* TASK GOAL *
Examine each line of the data. Copy those that contain the string "used".

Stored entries
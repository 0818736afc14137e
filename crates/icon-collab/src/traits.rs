//! Collaborator trait objects the orchestrator depends on but does not
//! implement: OCR label location, build-type classification, icon-group
//! and slot geometry, and the cargo/wiki metadata feed. These are
//! out-of-scope seams; this crate defines only their signatures and
//! deterministic [`crate::testing`] doubles.

use std::path::Path;

use icon_model::{ClassificationSet, IconGroupMap, LabelMap, Screenshot, SlotMap};
use serde_json::Value;

use crate::errors::{CargoError, ClassificationError, IconGroupLocatorError, IconSlotError, LocatorError};
use crate::iconset::ImageCacheMap;

/// Locates and OCRs the on-screen text labels ("Fore Weapon", "Shield",
/// ...) in a build screenshot.
pub trait LabelLocator: Send + Sync {
    fn locate(&self, screenshot: &Screenshot) -> Result<LabelMap, LocatorError>;
}

/// Determines which build type(s) a screenshot's labels belong to.
pub trait LayoutClassifier: Send + Sync {
    fn classify(&self, labels: &LabelMap) -> Result<ClassificationSet, ClassificationError>;
}

/// Computes the rectangular icon groups (one per label) within which a
/// row or grid of icon slots is expected.
pub trait IconGroupLocator: Send + Sync {
    fn locate_groups(
        &self,
        labels: &LabelMap,
        classification: &ClassificationSet,
    ) -> Result<IconGroupMap, IconGroupLocatorError>;
}

/// Subdivides each icon group into individual icon slots.
pub trait IconSlotLocator: Send + Sync {
    fn locate_slots(&self, screenshot: &Screenshot, groups: &IconGroupMap) -> Result<SlotMap, IconSlotError>;
}

/// Fetches and exposes the wiki-sourced cargo/item metadata companion
/// file (`image_cache.json`) used to enrich catalog entries.
pub trait CargoCatalog: Send + Sync {
    fn download(&self, dest: &Path) -> Result<(), CargoError>;
    fn image_cache(&self) -> Result<ImageCacheMap, CargoError>;
}

/// Records arbitrary named JSON sections during a run, writing
/// `{prefix}_test_data.json` once the sink is dropped.
pub trait TestInstrumentationSink: Send {
    fn record(&mut self, section: &str, value: Value);
}

/// A no-op sink used when no instrumentation output was requested.
#[derive(Default)]
pub struct NoopInstrumentationSink;

impl TestInstrumentationSink for NoopInstrumentationSink {
    fn record(&mut self, _section: &str, _value: Value) {}
}

/// Thin progress-bar wrapper the CLI drives from the orchestrator's
/// `on_progress` callback. The core ships a no-op default for library
/// embedders and tests.
pub trait ProgressSink: Send + Sync {
    fn update(&self, stage: &str, label: &str, percent: f64);
}

/// A no-op progress sink (the default for library embedding and tests).
#[derive(Default)]
pub struct NoopProgressSink;

impl ProgressSink for NoopProgressSink {
    fn update(&self, _stage: &str, _label: &str, _percent: f64) {}
}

* WRITTEN RESPONSE *
/// file (`image_cache.json`) used to enrich catalog entries.
/// A no-op sink used when no instrumentation output was requested.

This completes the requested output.